Дети в русской литературе вполне мифологизированы. Они священны, как настоящие агнцы.
Потом, правда, пришёл писатель Аркадий Гайдар и разделил мальчишей на кибальчишей и плохишей. Потом много что ещё приключилось, вплоть до того, что реплика «Они же дети!» всё время мешалась с древним принципом «Все, способные держать оружие».
Но есть универсальный мотив насилия, который присутствует в жизни всех, причём это кошмар многих поколений не только советских детей. Я говорю про кошмар школьной дисциплины и рутинной учёбы. Говорят, сейчас уже изобретены способы учиться не рутинно, безо всякой дисциплины, в некотором облаке счастия, но я хоть и слышал об этом, но вблизи не ознакомился.
А так-то для одних этот морок воплощается в известной сцене из фильма The Wall с ритмическим распевом «We don’t need your education» . В противоположном лагере вместо этого существовало унылое пионерское собрание с бесконечным причитанием: «А вот во втором отряде пять двоек! Как с такими товарищами мы будем противостоять агрессивным замыслам международного империализма? Не объявить ли нам этим двоечникам бойкот»? Пионерские собрания давно погрузились в липкие воды забвения, прошли годы, и вот кто-то рассказывал про учительскую конференцию, где некая классная дама вдруг всплеснула руками: «Ну, как их сейчас можно воспитывать?! Он же ничего не боятся!»

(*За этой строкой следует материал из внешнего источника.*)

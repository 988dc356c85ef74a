//! Prompt for the Stage 7 composer.

use super::clip;
use crate::stages::{Challenge, TopicFocus};
use crate::validation::assessment::ValidatorConfig;

const WEAK_EXCERPT_CHARS: usize = 2000;
const MID_EXCERPT_CHARS: usize = 1000;

/// Builds one composer prompt. `feedback` holds the previous cycle's
/// violations, verbatim.
pub fn build_assessment_prompt(
    focus: &TopicFocus,
    challenge: &Challenge,
    mid_text: &str,
    weak_text: &str,
    failures: &[String],
    feedback: &[String],
    config: &ValidatorConfig,
) -> String {
    let bullet = |items: &[String]| {
        items
            .iter()
            .map(|item| format!("- {}", item))
            .collect::<Vec<_>>()
            .join("\n")
    };
    let difficulties = config
        .allowed_difficulties
        .iter()
        .map(|d| d.as_str())
        .collect::<Vec<_>>()
        .join(", ");

    let feedback_block = if feedback.is_empty() {
        String::new()
    } else {
        format!(
            "\n\n## VALIDATION FEEDBACK FROM THE LAST ATTEMPT\nFix every issue below before returning the next result:\n{}\n",
            bullet(feedback)
        )
    };

    format!(
        r#"Create one interactive error-spotting assessment for students on "{subtopic}" ({topic}).

The task was: {title}. {question}

The weaker answer made these mistakes that the stronger answer avoided:
{failures}

## WEAKER ANSWER (your source material)
{weak}

## STRONGER ANSWER (reference only)
{mid}

## RULES (checked automatically)

1. `content` is a list of {min_lines} to {max_lines} lines of complete {artifact} material taken from the weaker answer, with any context it needs.
2. Wrap each flawed part inline as <<exact text>>. Every marked part is {min_span} to {max_span} characters and stays on one line.
3. Declare {min_errors} to {max_errors} entries in `errors`. Each `id` is exactly the text between << and >>, character for character, and appears once.
4. Each `description` explains what is wrong and what to do instead in at most {max_desc} characters.
5. Mark conceptual mistakes only, never typos or style.
6. `difficulty` is one of: {difficulties}. `content_type` is "{artifact}".
7. Use straight quotes only. Return the result through the create_assessment tool, never as plain text.{feedback_block}"#,
        subtopic = focus.subtopic,
        topic = focus.topic,
        title = challenge.title,
        question = challenge.question_text,
        failures = bullet(failures),
        weak = clip(weak_text, WEAK_EXCERPT_CHARS),
        mid = clip(mid_text, MID_EXCERPT_CHARS),
        min_lines = config.min_lines,
        max_lines = config.max_lines,
        artifact = challenge.artifact_type,
        min_span = config.min_span_len,
        max_span = config.max_span_len,
        min_errors = config.min_errors,
        max_errors = config.max_errors,
        max_desc = config.max_description_len,
        difficulties = difficulties,
        feedback_block = feedback_block,
    )
}
//! Scripted provider and canned stage replies shared by the integration tests.

#![allow(dead_code)]

use async_trait::async_trait;
use serde_json::{json, Value};
use std::collections::VecDeque;
use std::sync::{Arc, Mutex};

use trapforge::llm::{
    Choice, FunctionCall, GenerationRequest, GenerationResponse, LlmProvider, Message, ToolCallInfo,
    Usage,
};
use trapforge::LlmError;

pub enum Reply {
    Tool(Value),
    Text(String),
    Fail,
}

/// Pops one reply per call. Runs out into failures.
pub struct ScriptedProvider {
    replies: Mutex<VecDeque<Reply>>,
    calls: Mutex<Vec<(String, String)>>,
}

impl ScriptedProvider {
    pub fn new(replies: Vec<Reply>) -> Arc<Self> {
        Arc::new(Self {
            replies: Mutex::new(replies.into()),
            calls: Mutex::new(Vec::new()),
        })
    }

    /// `(model, prompt)` for every call so far.
    pub fn calls(&self) -> Vec<(String, String)> {
        self.calls.lock().expect("lock").clone()
    }

    pub fn remaining(&self) -> usize {
        self.replies.lock().expect("lock").len()
    }
}

#[async_trait]
impl LlmProvider for ScriptedProvider {
    async fn generate(&self, request: GenerationRequest) -> Result<GenerationResponse, LlmError> {
        let prompt = request
            .messages
            .last()
            .map(|m| m.content.clone())
            .unwrap_or_default();
        self.calls.lock().expect("lock").push((request.model.clone(), prompt));

        let reply = self
            .replies
            .lock()
            .expect("lock")
            .pop_front()
            .unwrap_or(Reply::Fail);
        let message = match reply {
            Reply::Tool(value) => Message {
                role: "assistant".to_string(),
                content: String::new(),
                tool_calls: Some(vec![ToolCallInfo {
                    id: "call_0".to_string(),
                    call_type: "function".to_string(),
                    function: FunctionCall {
                        name: request.tool_name().unwrap_or_default().to_string(),
                        arguments: value.to_string(),
                    },
                }]),
            },
            Reply::Text(text) => Message::assistant(text),
            Reply::Fail => return Err(LlmError::RequestFailed("script exhausted".to_string())),
        };
        Ok(GenerationResponse {
            id: "scripted".to_string(),
            model: request.model,
            choices: vec![Choice {
                index: 0,
                message,
                finish_reason: "tool_calls".to_string(),
            }],
            usage: Usage::default(),
        })
    }
}

pub const CATALOG_NAMES: [&str; 6] = [
    "Ignoring NULL in NOT IN",
    "Filtering outer join in WHERE",
    "Counting duplicates after join",
    "Mixing aggregate and row values",
    "Assuming implicit row order",
    "Comparing strings case-insensitively",
];

const WEAK_SPAN: &str = "WHERE o.status = 'paid' AND c.id NOT IN (SELECT customer_id FROM refunds)";

pub fn categories() -> Reply {
    Reply::Tool(json!({
        "Beginner": ["Inner join keys", "Simple aggregate grouping", "Column alias scoping"],
        "Intermediate": ["Outer join filtering", "Subquery null handling", "Window frame bounds"],
        "Advanced": ["Correlated subquery cost", "Recursive CTE termination", "Isolation level anomalies"],
    }))
}

pub fn catalog() -> Reply {
    let entries: Vec<Value> = CATALOG_NAMES
        .iter()
        .enumerate()
        .map(|(i, name)| {
            json!({
                "mistake": name,
                "why_wrong": "It silently changes the result set.",
                "match_hint": "look at the join and filter predicates",
                "impact": if i < 2 { "Major" } else { "Moderate" },
                "domain_specific": true,
                "likelihood_strong_avoids": 0.9,
                "likelihood_weak_makes": 0.7,
            })
        })
        .collect();
    Reply::Tool(json!({ "errors": entries }))
}

pub fn challenge() -> Reply {
    Reply::Tool(json!({
        "title": "Paid customers without refunds",
        "question_text": "Write a query listing customers with a paid order and no refund, including customers with no orders as zero.",
        "context": "The refunds table allows NULL customer ids for anonymous refunds.",
        "artifact_type": "Query",
        "requirements": [
            "Include customers without orders",
            "Exclude customers with refunds",
            "Return one row per customer",
            "Order by customer id",
        ],
        "success_criteria": "Customers with no orders appear with a zero count.",
        "target_error_patterns": [CATALOG_NAMES[0], CATALOG_NAMES[1]],
    }))
}

pub fn invalid_challenge() -> Reply {
    Reply::Tool(json!({
        "title": "Paid customers",
        "question_text": "Write the query.",
        "context": "Orders and refunds.",
        "artifact_type": "Query",
        "requirements": ["Only", "three", "items"],
        "success_criteria": "Correct rows.",
    }))
}

pub fn mid_answer() -> Reply {
    Reply::Text(
        "### OUTPUT\nSELECT c.id FROM customers c LEFT JOIN orders o ON o.customer_id = c.id AND o.status = 'paid' \
WHERE NOT EXISTS (SELECT 1 FROM refunds r WHERE r.customer_id = c.id);\n### RATIONALE\nNOT EXISTS is NULL-safe.\n\
### CONSIDERATIONS\nThe join predicate keeps customers without orders."
            .to_string(),
    )
}

pub fn weak_answer() -> Reply {
    Reply::Text(format!(
        "### OUTPUT\nSELECT c.id FROM customers c LEFT JOIN orders o ON o.customer_id = c.id {};\n\
### RATIONALE\nSimple filter.\n### CONSIDERATIONS\nNone.",
        WEAK_SPAN
    ))
}

pub fn verdict(achieved: bool) -> Reply {
    if achieved {
        Reply::Tool(json!({
            "differentiation_achieved": true,
            "failures_weaker": [CATALOG_NAMES[0], "filtering OUTER join in where", "Forgot a semicolon"],
            "reasoning": "The weak query drops customers without orders and mishandles NULL refunds.",
            "evidence_spans": [WEAK_SPAN],
            "confidence": 0.9,
        }))
    } else {
        Reply::Tool(json!({
            "differentiation_achieved": false,
            "failures_weaker": [],
            "reasoning": "Both models succeeded and avoided every catalog mistake.",
        }))
    }
}

/// A 24-line assessment with one marked span.
pub fn assessment() -> Reply {
    let span = "c.id NOT IN (SELECT customer_id FROM refunds)";
    let mut lines: Vec<String> = (1..=24).map(|i| format!("-- line {}", i)).collect();
    lines[4] = format!("WHERE o.status = 'paid' AND <<{}>>", span);
    Reply::Tool(json!({
        "title": "Refund-aware customer report",
        "difficulty": "Intermediate",
        "content_type": "query",
        "content": lines,
        "errors": [{ "id": span, "description": "NOT IN returns no rows when the subquery yields a NULL." }],
    }))
}

pub fn invalid_assessment() -> Reply {
    Reply::Tool(json!({
        "title": "Refund-aware customer report",
        "difficulty": "Intermediate",
        "content_type": "query",
        "content": ["SELECT 1;"],
        "errors": [],
    }))
}

/// Every reply a run needs to reach Stage 7 on its first attempt.
pub fn happy_path() -> Vec<Reply> {
    vec![
        categories(),
        catalog(),
        challenge(),
        mid_answer(),
        weak_answer(),
        verdict(true),
        assessment(),
    ]
}
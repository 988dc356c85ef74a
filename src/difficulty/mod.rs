//! Difficulty levels for generated assessments.
//!
//! Stage 1 only produces the first three levels; `Expert` is accepted on
//! composed assessments.

use serde::{Deserialize, Serialize};
use std::fmt;
use std::str::FromStr;

/// The difficulty level of a topic tier or assessment.
#[derive(Debug, Clone, Copy, PartialEq, Eq, Hash, PartialOrd, Ord, Serialize, Deserialize)]
pub enum DifficultyLevel {
    Beginner,
    Intermediate,
    Advanced,
    Expert,
}

impl DifficultyLevel {
    /// Tier labels a category map must contain, in order.
    pub const TIERS: [DifficultyLevel; 3] = [
        DifficultyLevel::Beginner,
        DifficultyLevel::Intermediate,
        DifficultyLevel::Advanced,
    ];

    /// Every level an assessment may declare.
    pub const ALL: [DifficultyLevel; 4] = [
        DifficultyLevel::Beginner,
        DifficultyLevel::Intermediate,
        DifficultyLevel::Advanced,
        DifficultyLevel::Expert,
    ];

    /// Canonical label as emitted in JSON.
    pub fn as_str(&self) -> &'static str {
        match self {
            DifficultyLevel::Beginner => "Beginner",
            DifficultyLevel::Intermediate => "Intermediate",
            DifficultyLevel::Advanced => "Advanced",
            DifficultyLevel::Expert => "Expert",
        }
    }

    /// Parse a label case-insensitively.
    pub fn parse_loose(value: &str) -> Option<Self> {
        let value = value.trim();
        Self::ALL
            .into_iter()
            .find(|level| level.as_str().eq_ignore_ascii_case(value))
    }
}

impl Default for DifficultyLevel {
    fn default() -> Self {
        DifficultyLevel::Intermediate
    }
}

impl fmt::Display for DifficultyLevel {
    fn fmt(&self, f: &mut fmt::Formatter<'_>) -> fmt::Result {
        f.write_str(self.as_str())
    }
}

/// Strict parse: labels must match exactly.
impl FromStr for DifficultyLevel {
    type Err = String;

    fn from_str(s: &str) -> Result<Self, Self::Err> {
        Self::ALL
            .into_iter()
            .find(|level| level.as_str() == s)
            .ok_or_else(|| format!("unknown difficulty '{}'", s))
    }
}

#[cfg(test)]
mod tests {
    use super::*;

    #[test]
    fn test_tiers_exclude_expert() {
        assert_eq!(DifficultyLevel::TIERS.len(), 3);
        assert!(!DifficultyLevel::TIERS.contains(&DifficultyLevel::Expert));
    }

    #[test]
    fn test_strict_and_loose_parsing() {
        assert_eq!("Advanced".parse::<DifficultyLevel>(), Ok(DifficultyLevel::Advanced));
        assert!("advanced".parse::<DifficultyLevel>().is_err());
        assert_eq!(
            DifficultyLevel::parse_loose(" advanced "),
            Some(DifficultyLevel::Advanced)
        );
        assert_eq!(DifficultyLevel::parse_loose("hard"), None);
    }

    #[test]
    fn test_serde_uses_capitalized_labels() {
        let encoded = serde_json::to_string(&DifficultyLevel::Expert).expect("serialize");
        assert_eq!(encoded, "\"Expert\"");
        let decoded: DifficultyLevel = serde_json::from_str("\"Beginner\"").expect("deserialize");
        assert_eq!(decoded, DifficultyLevel::Beginner);
    }
}
//! The adversarial assessment workflow.
//!
//! A run moves through seven stages:
//!
//! 1. difficulty categories for the topic
//! 2. a ranked catalog of conceptual mistakes for one subtopic
//! 3. a challenge that targets those mistakes
//! 4. a mid-tier implementation attempt
//! 5. a weak-tier implementation attempt
//! 6. a judge verdict on whether only the weak tier fell into the traps
//! 7. a student assessment built from the weak answer
//!
//! Stages 3 to 6 repeat up to [`PipelineConfig::max_attempts`] times. Each
//! failed attempt leaves a feedback note for the next Stage 3 prompt.
//!
//! # Example
//!
//! ```rust,ignore
//! use std::sync::Arc;
//! use trapforge::llm::LiteLlmClient;
//! use trapforge::pipeline::{Orchestrator, PipelineConfig};
//! use trapforge::storage::SqliteRunStore;
//!
//! let config = PipelineConfig::from_env()?;
//! let store = Arc::new(SqliteRunStore::open(&config.database_path).await?);
//! let provider = Arc::new(LiteLlmClient::from_env()?);
//!
//! let report = Orchestrator::new(provider, store, config).run("SQL joins", None).await;
//! println!("stopped at stage {}", report.stopped_at_stage());
//! ```

pub mod config;
pub mod feedback;
pub mod orchestrator;
pub mod types;

pub use config::{parse_validator_profile, PipelineConfig, MAX_ATTEMPTS, MIN_ATTEMPTS};
pub use feedback::FailureKind;
pub use orchestrator::Orchestrator;
pub use types::{PipelineRun, PipelineStep, RunOutcome, RunReport, Stage};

Собственно, над этой дамой можно было поглумиться в том духе, в котором глумились над женщиной, выронившей: «В СССР секса нет!», но умные люди этого бы не сделали.
И всё потому, что вопрос куда серьёзнее, чем можно подумать.
Прусская школьная (то есть, гимназическая) система нехороша, да только непонятная система, что приходит ей на смену, тоже не сахар. Царство Ordnung uber alles многим поломало жизнь, но бесстрашная анархическая школа тоже не подарок.
Я видел разные школы, и даже в нескольких работал.
Обнаруживались среди осматриваемых мной школ и те, где на заднем дворе лежали пользованные шприцы, и те, где в принудительном порядке пели песни Окуджавы. И откажешься Окуджаву петь, так посмотрят на тебя искоса.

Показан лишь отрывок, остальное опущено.